[Start of section]

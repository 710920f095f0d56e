//! Configuration module for loading TOML config files.
//!
//! Every section is optional; anything left out falls back to the embedded
//! defaults. API keys are never read from the file.

use serde::Deserialize;
use std::fmt;
use std::fs;
use std::path::Path;
use std::str::FromStr;

use crate::error::ConvoiceError;
use crate::turn::Role;

/// Root configuration structure.
#[derive(Debug, Clone, Default, Deserialize)]
#[serde(default)]
pub struct Config {
    pub synthesis: SynthesisConfig,
    pub elevenlabs: ElevenLabsConfig,
    pub openai: OpenAiConfig,
    pub kokoro: KokoroConfig,
    pub export: ExportConfig,
}

/// Which speech provider turns are sent to.
#[derive(Debug, Clone, Copy, Default, Deserialize, PartialEq, Eq)]
#[serde(rename_all = "lowercase")]
pub enum ProviderKind {
    #[default]
    ElevenLabs,
    OpenAi,
    Kokoro,
}

impl ProviderKind {
    pub fn name(&self) -> &'static str {
        match self {
            ProviderKind::ElevenLabs => "elevenlabs",
            ProviderKind::OpenAi => "openai",
            ProviderKind::Kokoro => "kokoro",
        }
    }
}

impl fmt::Display for ProviderKind {
    fn fmt(&self, f: &mut fmt::Formatter<'_>) -> fmt::Result {
        f.write_str(self.name())
    }
}

impl FromStr for ProviderKind {
    type Err = ConvoiceError;

    fn from_str(s: &str) -> Result<Self, Self::Err> {
        match s.to_lowercase().as_str() {
            "elevenlabs" | "eleven" => Ok(ProviderKind::ElevenLabs),
            "openai" => Ok(ProviderKind::OpenAi),
            "kokoro" => Ok(ProviderKind::Kokoro),
            other => Err(ConvoiceError::ConfigError(format!(
                "Unknown provider '{}'. Available providers: elevenlabs, openai, kokoro",
                other
            ))),
        }
    }
}

/// Settings shared by every provider.
#[derive(Debug, Clone, Deserialize)]
#[serde(default)]
pub struct SynthesisConfig {
    pub provider: ProviderKind,
    /// Per-request HTTP timeout.
    pub timeout_secs: u64,
    pub connect_timeout_secs: u64,
}

impl Default for SynthesisConfig {
    fn default() -> Self {
        Self {
            provider: ProviderKind::default(),
            timeout_secs: 120,
            connect_timeout_secs: 30,
        }
    }
}

/// The fixed role to voice mapping.
#[derive(Debug, Clone, Deserialize, PartialEq, Eq)]
pub struct VoicePair {
    pub left: String,
    pub right: String,
}

impl VoicePair {
    pub fn new(left: impl Into<String>, right: impl Into<String>) -> Self {
        Self {
            left: left.into(),
            right: right.into(),
        }
    }

    /// Get voice ID for a speaker role.
    pub fn for_role(&self, role: Role) -> &str {
        match role {
            Role::Left => &self.left,
            Role::Right => &self.right,
        }
    }
}

/// ElevenLabs text-to-speech settings.
#[derive(Debug, Clone, Deserialize)]
#[serde(default)]
pub struct ElevenLabsConfig {
    pub api_base: String,
    pub model_id: String,
    pub output_format: String,
    pub voices: VoicePair,
}

impl Default for ElevenLabsConfig {
    fn default() -> Self {
        Self {
            api_base: "https://api.elevenlabs.io".to_string(),
            model_id: "eleven_multilingual_v2".to_string(),
            output_format: "mp3_44100_128".to_string(),
            voices: VoicePair::new("EXAVITQu4vr4xnSDxMaL", "FGY2WhTYpPnrIDTdsKH5"),
        }
    }
}

/// OpenAI-compatible `/audio/speech` settings.
#[derive(Debug, Clone, Deserialize)]
#[serde(default)]
pub struct OpenAiConfig {
    pub api_base: String,
    pub model: String,
    pub voices: VoicePair,
}

impl Default for OpenAiConfig {
    fn default() -> Self {
        Self {
            api_base: "https://api.openai.com/v1".to_string(),
            model: "tts-1".to_string(),
            voices: VoicePair::new("nova", "onyx"),
        }
    }
}

/// Local kokoro-tiny settings.
#[derive(Debug, Clone, Deserialize)]
#[serde(default)]
pub struct KokoroConfig {
    /// Playback rate applied after synthesis, 1.0 leaves audio untouched.
    pub speed: f32,
    pub voices: VoicePair,
}

impl Default for KokoroConfig {
    fn default() -> Self {
        Self {
            speed: 1.0,
            voices: VoicePair::new("bf_emma", "bm_george"),
        }
    }
}

#[derive(Debug, Clone, Default, Deserialize)]
#[serde(default)]
pub struct ExportConfig {
    /// Silence inserted between clips in a combined export.
    pub gap_seconds: f32,
}

impl Config {
    /// Load configuration from a TOML file.
    pub fn load<P: AsRef<Path>>(path: P) -> Result<Self, ConvoiceError> {
        let content = fs::read_to_string(path.as_ref())
            .map_err(|e| ConvoiceError::ConfigError(format!("Failed to read config: {}", e)))?;

        Self::from_toml(&content)
    }

    /// Load configuration from string content.
    pub fn from_toml(content: &str) -> Result<Self, ConvoiceError> {
        toml::from_str(content)
            .map_err(|e| ConvoiceError::ConfigError(format!("Failed to parse config: {}", e)))
    }

    /// Voice mapping of the given provider.
    pub fn voices(&self, provider: ProviderKind) -> &VoicePair {
        match provider {
            ProviderKind::ElevenLabs => &self.elevenlabs.voices,
            ProviderKind::OpenAi => &self.openai.voices,
            ProviderKind::Kokoro => &self.kokoro.voices,
        }
    }
}

#[cfg(test)]
mod tests {
    use super::*;

    #[test]
    fn test_defaults_without_file() {
        let config = Config::default();
        assert_eq!(config.synthesis.provider, ProviderKind::ElevenLabs);
        assert_eq!(config.elevenlabs.model_id, "eleven_multilingual_v2");
        assert_eq!(
            config.voices(ProviderKind::ElevenLabs).for_role(Role::Left),
            "EXAVITQu4vr4xnSDxMaL"
        );
        assert_eq!(
            config.voices(ProviderKind::ElevenLabs).for_role(Role::Right),
            "FGY2WhTYpPnrIDTdsKH5"
        );
    }

    #[test]
    fn test_partial_file_keeps_other_defaults() {
        let config = Config::from_toml(
            r#"
            [synthesis]
            provider = "openai"

            [openai.voices]
            left = "alloy"
            right = "echo"
            "#,
        )
        .unwrap();

        assert_eq!(config.synthesis.provider, ProviderKind::OpenAi);
        assert_eq!(config.synthesis.timeout_secs, 120);
        assert_eq!(config.openai.model, "tts-1");
        assert_eq!(config.voices(ProviderKind::OpenAi), &VoicePair::new("alloy", "echo"));
        assert_eq!(config.elevenlabs.output_format, "mp3_44100_128");
    }

    #[test]
    fn test_invalid_toml_is_config_error() {
        let err = Config::from_toml("[synthesis\nprovider = 3").unwrap_err();
        assert!(matches!(err, ConvoiceError::ConfigError(_)));
    }

    #[test]
    fn test_unknown_provider_in_file() {
        assert!(Config::from_toml("[synthesis]\nprovider = \"espeak\"").is_err());
    }

    #[test]
    fn test_load_from_disk() {
        let dir = tempfile::tempdir().unwrap();
        let path = dir.path().join("convoice.toml");
        fs::write(&path, "[export]\ngap_seconds = 0.25\n").unwrap();

        let config = Config::load(&path).unwrap();
        assert_eq!(config.export.gap_seconds, 0.25);
    }

    #[test]
    fn test_provider_from_str() {
        assert_eq!("ElevenLabs".parse::<ProviderKind>().unwrap(), ProviderKind::ElevenLabs);
        assert_eq!("kokoro".parse::<ProviderKind>().unwrap(), ProviderKind::Kokoro);
        assert!("say".parse::<ProviderKind>().is_err());
    }
}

[End of section]

What you have to do
Filter by the word "OpenAiConfig": copy every line of the data that holds it.

Exercise answer
    pub openai: OpenAiConfig,
pub struct OpenAiConfig {
impl Default for OpenAiConfig {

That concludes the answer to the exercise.